⟨
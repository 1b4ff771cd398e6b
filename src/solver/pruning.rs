/*
* 剪枝管线
* 开发心理过程:
* 1. 有序的独立过滤阶段链，每一阶段只在前面留下的平局里继续收窄
* 2. 默认顺序固定：工时 > 步数 > IV > 花费 > 位置 > 复用 > 野捕数 > 玩家数 > 多样性 > 硬上限
* 3. 叶子摘要（位置层级、归属玩家、物种直方图）进管线前算一次，
*    各阶段共享，避免每个阶段都做O(深度)的树遍历
* 4. 所有键都是稳定的，绝不依赖到达顺序；协作取消时阶段原样返回输入，
*    调用方拿到"目前最好"的部分结果而不是异常
*/

use hashbrown::HashSet;
use log::{debug, warn};

use crate::catalog::SpeciesId;
use crate::core::cancel::CancellationToken;
use crate::core::config::SolverConfig;
use crate::pool::LocationKind;
use crate::reference::PalReference;
use crate::solver::TargetSpec;

// 进管线前为每个候选算好的叶子摘要
#[derive(Debug, Clone)]
pub struct LeafSummary {
    pub owned_leaf_ids: Vec<String>,
    pub distinct_players: usize,
    pub wild_count: usize,
    // 不在最优先层（帕鲁箱）的已有叶子数
    pub outside_preferred: usize,
    // 叶子物种出现直方图，物种id升序
    pub species_histogram: Vec<(SpeciesId, u32)>,
}

#[derive(Debug, Clone)]
pub struct Candidate {
    pub reference: PalReference,
    pub summary: LeafSummary,
}

pub fn summarize(reference: &PalReference) -> LeafSummary {
    let leaves = reference.leaves();
    let mut owned_leaf_ids = Vec::new();
    let mut players: HashSet<&str> = HashSet::new();
    let mut wild_count = 0usize;
    let mut outside_preferred = 0usize;
    let mut histogram: hashbrown::HashMap<SpeciesId, u32> = hashbrown::HashMap::new();

    for leaf in leaves {
        *histogram.entry(leaf.species_id()).or_insert(0) += 1;
        match leaf {
            PalReference::Owned(r) => {
                owned_leaf_ids.push(r.instance.instance_id.clone());
                players.insert(r.instance.player.as_str());
                if r.instance.location.kind.preference_tier()
                    > LocationKind::Palbox.preference_tier()
                {
                    outside_preferred += 1;
                }
            }
            PalReference::Composite(r) => {
                for side in [&r.male, &r.female] {
                    owned_leaf_ids.push(side.instance.instance_id.clone());
                    players.insert(side.instance.player.as_str());
                    if side.instance.location.kind.preference_tier()
                        > LocationKind::Palbox.preference_tier()
                    {
                        outside_preferred += 1;
                    }
                }
            }
            PalReference::Wild(_) => wild_count += 1,
            _ => {}
        }
    }

    let mut species_histogram: Vec<(SpeciesId, u32)> = histogram.into_iter().collect();
    species_histogram.sort_unstable();

    LeafSummary {
        owned_leaf_ids,
        distinct_players: players.len(),
        wild_count,
        outside_preferred,
        species_histogram,
    }
}

pub struct PruneContext<'a> {
    pub target: &'a TargetSpec,
    pub config: &'a SolverConfig,
    pub token: &'a CancellationToken,
}

pub trait PruningStage: Send + Sync {
    fn name(&self) -> &'static str;
    fn apply(&self, candidates: Vec<Candidate>, ctx: &PruneContext) -> Vec<Candidate>;
}

// 通用骨架：留下共享最小键值的候选
fn keep_minimal<K: Ord + Copy>(
    candidates: Vec<Candidate>,
    key: impl Fn(&Candidate) -> K,
) -> Vec<Candidate> {
    let minimum = match candidates.iter().map(&key).min() {
        Some(minimum) => minimum,
        None => return candidates,
    };
    candidates
        .into_iter()
        .filter(|c| key(c) == minimum)
        .collect()
}

pub struct MinimumEffortStage;

impl PruningStage for MinimumEffortStage {
    fn name(&self) -> &'static str {
        "minimum_effort"
    }
    fn apply(&self, candidates: Vec<Candidate>, ctx: &PruneContext) -> Vec<Candidate> {
        if ctx.token.is_cancelled() {
            return candidates;
        }
        keep_minimal(candidates, |c| c.reference.total_effort())
    }
}

pub struct MinimumStepsStage;

impl PruningStage for MinimumStepsStage {
    fn name(&self) -> &'static str {
        "minimum_steps"
    }
    fn apply(&self, candidates: Vec<Candidate>, ctx: &PruneContext) -> Vec<Candidate> {
        if ctx.token.is_cancelled() {
            return candidates;
        }
        keep_minimal(candidates, |c| c.reference.breeding_steps())
    }
}

// IV阶段不是纯最小键：与观测最优差距在容差内的都留下
pub struct IvOptimalityStage;

impl PruningStage for IvOptimalityStage {
    fn name(&self) -> &'static str {
        "iv_optimality"
    }
    fn apply(&self, candidates: Vec<Candidate>, ctx: &PruneContext) -> Vec<Candidate> {
        if ctx.token.is_cancelled() {
            return candidates;
        }
        if !ctx.target.iv_thresholds.any_set() {
            return candidates;
        }
        let best = match candidates
            .iter()
            .map(|c| c.reference.ivs().relevant_floor())
            .max()
        {
            Some(best) => best,
            None => return candidates,
        };
        let tolerance = ctx.config.max_iv_tolerance as u32;
        candidates
            .into_iter()
            .filter(|c| c.reference.ivs().relevant_floor() + tolerance >= best)
            .collect()
    }
}

pub struct MinimumCostStage;

impl PruningStage for MinimumCostStage {
    fn name(&self) -> &'static str {
        "minimum_cost"
    }
    fn apply(&self, candidates: Vec<Candidate>, ctx: &PruneContext) -> Vec<Candidate> {
        if ctx.token.is_cancelled() {
            return candidates;
        }
        keep_minimal(candidates, |c| c.reference.total_cost())
    }
}

pub struct LocationPreferenceStage;

impl PruningStage for LocationPreferenceStage {
    fn name(&self) -> &'static str {
        "location_preference"
    }
    fn apply(&self, candidates: Vec<Candidate>, ctx: &PruneContext) -> Vec<Candidate> {
        if ctx.token.is_cancelled() {
            return candidates;
        }
        keep_minimal(candidates, |c| c.summary.outside_preferred)
    }
}

// 同一只已有帕鲁在一棵树里被引用多次，现实里要等它反复进出农场
pub struct MinimumReuseStage;

impl PruningStage for MinimumReuseStage {
    fn name(&self) -> &'static str {
        "minimum_reuse"
    }
    fn apply(&self, candidates: Vec<Candidate>, ctx: &PruneContext) -> Vec<Candidate> {
        if ctx.token.is_cancelled() {
            return candidates;
        }
        keep_minimal(candidates, |c| {
            let distinct: HashSet<&str> = c
                .summary
                .owned_leaf_ids
                .iter()
                .map(|s| s.as_str())
                .collect();
            c.summary.owned_leaf_ids.len() - distinct.len()
        })
    }
}

pub struct MinimumWildStage;

impl PruningStage for MinimumWildStage {
    fn name(&self) -> &'static str {
        "minimum_wild"
    }
    fn apply(&self, candidates: Vec<Candidate>, ctx: &PruneContext) -> Vec<Candidate> {
        if ctx.token.is_cancelled() {
            return candidates;
        }
        keep_minimal(candidates, |c| c.summary.wild_count)
    }
}

pub struct FewestPlayersStage;

impl PruningStage for FewestPlayersStage {
    fn name(&self) -> &'static str {
        "fewest_players"
    }
    fn apply(&self, candidates: Vec<Candidate>, ctx: &PruneContext) -> Vec<Candidate> {
        if ctx.token.is_cancelled() {
            return candidates;
        }
        keep_minimal(candidates, |c| c.summary.distinct_players)
    }
}

// 贪心挑出彼此足够不像的子集（按叶子物种直方图），给用户几个真正不同的方案
pub struct DiversityStage;

fn histogram_similarity(a: &[(SpeciesId, u32)], b: &[(SpeciesId, u32)]) -> f64 {
    if a.is_empty() && b.is_empty() {
        return 1.0;
    }
    let mut overlap = 0u32;
    let mut total = 0u32;
    let mut i = 0usize;
    let mut j = 0usize;
    while i < a.len() || j < b.len() {
        match (a.get(i), b.get(j)) {
            (Some(&(sa, ca)), Some(&(sb, cb))) if sa == sb => {
                overlap += ca.min(cb);
                total += ca.max(cb);
                i += 1;
                j += 1;
            }
            (Some(&(sa, ca)), Some(&(sb, _))) if sa < sb => {
                total += ca;
                i += 1;
            }
            (Some(_), Some(&(_, cb))) => {
                total += cb;
                j += 1;
            }
            (Some(&(_, ca)), None) => {
                total += ca;
                i += 1;
            }
            (None, Some(&(_, cb))) => {
                total += cb;
                j += 1;
            }
            (None, None) => break,
        }
    }
    if total == 0 {
        1.0
    } else {
        overlap as f64 / total as f64
    }
}

impl PruningStage for DiversityStage {
    fn name(&self) -> &'static str {
        "diversity"
    }
    fn apply(&self, candidates: Vec<Candidate>, ctx: &PruneContext) -> Vec<Candidate> {
        if candidates.len() <= 1 {
            return candidates;
        }
        let threshold = ctx.config.diversity_threshold;
        let mut kept: Vec<Candidate> = Vec::new();
        for candidate in &candidates {
            // 取消信号到来时原样交回输入
            if ctx.token.is_cancelled() {
                return candidates;
            }
            let too_similar = kept.iter().any(|k| {
                histogram_similarity(
                    &k.summary.species_histogram,
                    &candidate.summary.species_histogram,
                ) > threshold
            });
            if !too_similar {
                kept.push(candidate.clone());
            }
        }
        kept
    }
}

pub struct ResultCapStage;

impl PruningStage for ResultCapStage {
    fn name(&self) -> &'static str {
        "result_cap"
    }
    fn apply(&self, mut candidates: Vec<Candidate>, ctx: &PruneContext) -> Vec<Candidate> {
        if ctx.token.is_cancelled() {
            return candidates;
        }
        candidates.truncate(ctx.config.max_results);
        candidates
    }
}

pub struct PruningPipeline {
    stages: Vec<Box<dyn PruningStage>>,
}

impl Default for PruningPipeline {
    fn default() -> Self {
        PruningPipeline {
            stages: vec![
                Box::new(MinimumEffortStage),
                Box::new(MinimumStepsStage),
                Box::new(IvOptimalityStage),
                Box::new(MinimumCostStage),
                Box::new(LocationPreferenceStage),
                Box::new(MinimumReuseStage),
                Box::new(MinimumWildStage),
                Box::new(FewestPlayersStage),
                Box::new(DiversityStage),
                Box::new(ResultCapStage),
            ],
        }
    }
}

impl PruningPipeline {
    // 输入任意顺序的候选，输出按最终平局裁决排好的存活者
    pub fn run(&self, references: Vec<PalReference>, ctx: &PruneContext) -> Vec<PalReference> {
        let mut candidates: Vec<Candidate> = references
            .into_iter()
            .map(|reference| {
                let summary = summarize(&reference);
                Candidate { reference, summary }
            })
            .collect();

        // 稳定的全序排序：后续所有阶段都在确定性的顺序上工作
        candidates.sort_by(|a, b| {
            (
                a.reference.total_effort(),
                a.reference.breeding_steps(),
                a.reference.total_cost(),
            )
                .cmp(&(
                    b.reference.total_effort(),
                    b.reference.breeding_steps(),
                    b.reference.total_cost(),
                ))
                .then_with(|| a.reference.cmp(&b.reference))
        });

        for stage in &self.stages {
            if ctx.token.is_cancelled() {
                warn!("剪枝管线收到取消信号，跳过阶段 {} 及其后续", stage.name());
                break;
            }
            let before = candidates.len();
            candidates = stage.apply(candidates, ctx);
            debug!("剪枝阶段 {}: {} -> {}", stage.name(), before, candidates.len());
        }

        candidates.into_iter().map(|c| c.reference).collect()
    }
}
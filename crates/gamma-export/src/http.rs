//! HTTP helpers shared by the remote sinks.

use std::time::Duration;

use reqwest::Client;

use crate::error::{Error, Result};

/// Default HTTP timeout for remote sinks.
pub const DEFAULT_TIMEOUT: Duration = Duration::from_secs(30);

/// Creates a configured HTTP client with `timeout` per request.
#[must_use]
pub fn create_http_client(timeout: Duration) -> Client {
    Client::builder()
        .timeout(timeout)
        .connect_timeout(Duration::from_secs(10))
        .build()
        .unwrap_or_else(|_| Client::new())
}

/// Validates a sink URL.
pub fn validate_url(url: &str) -> Result<()> {
    let has_valid_scheme = ["http://", "https://"].iter().any(|s| url.starts_with(s));
    if !has_valid_scheme {
        return Err(Error::Config(format!(
            "Invalid URL scheme in '{}'. Allowed: http, https",
            url
        )));
    }
    if url.len() < 10 {
        return Err(Error::Config(format!("Invalid URL format: {}", url)));
    }
    Ok(())
}

/// Bulk endpoint under `base`.
#[must_use]
pub fn bulk_url(base: &str) -> String {
    format!("{}/_bulk", base.trim_end_matches('/'))
}

/// Single-document endpoint for `id` under `base`.
#[must_use]
pub fn document_url(base: &str, id: &str) -> String {
    format!("{}/{}", base.trim_end_matches('/'), id)
}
⟩
• **Aim of the exercise**: Lines containing the word "collect" are to be located in the entries and copied.

• **Output of the exercise**:
    let mut species_histogram: Vec<(SpeciesId, u32)> = histogram.into_iter().collect();
        .collect()
            .collect()
                .collect();
            .collect();
        candidates.into_iter().map(|c| c.reference).collect()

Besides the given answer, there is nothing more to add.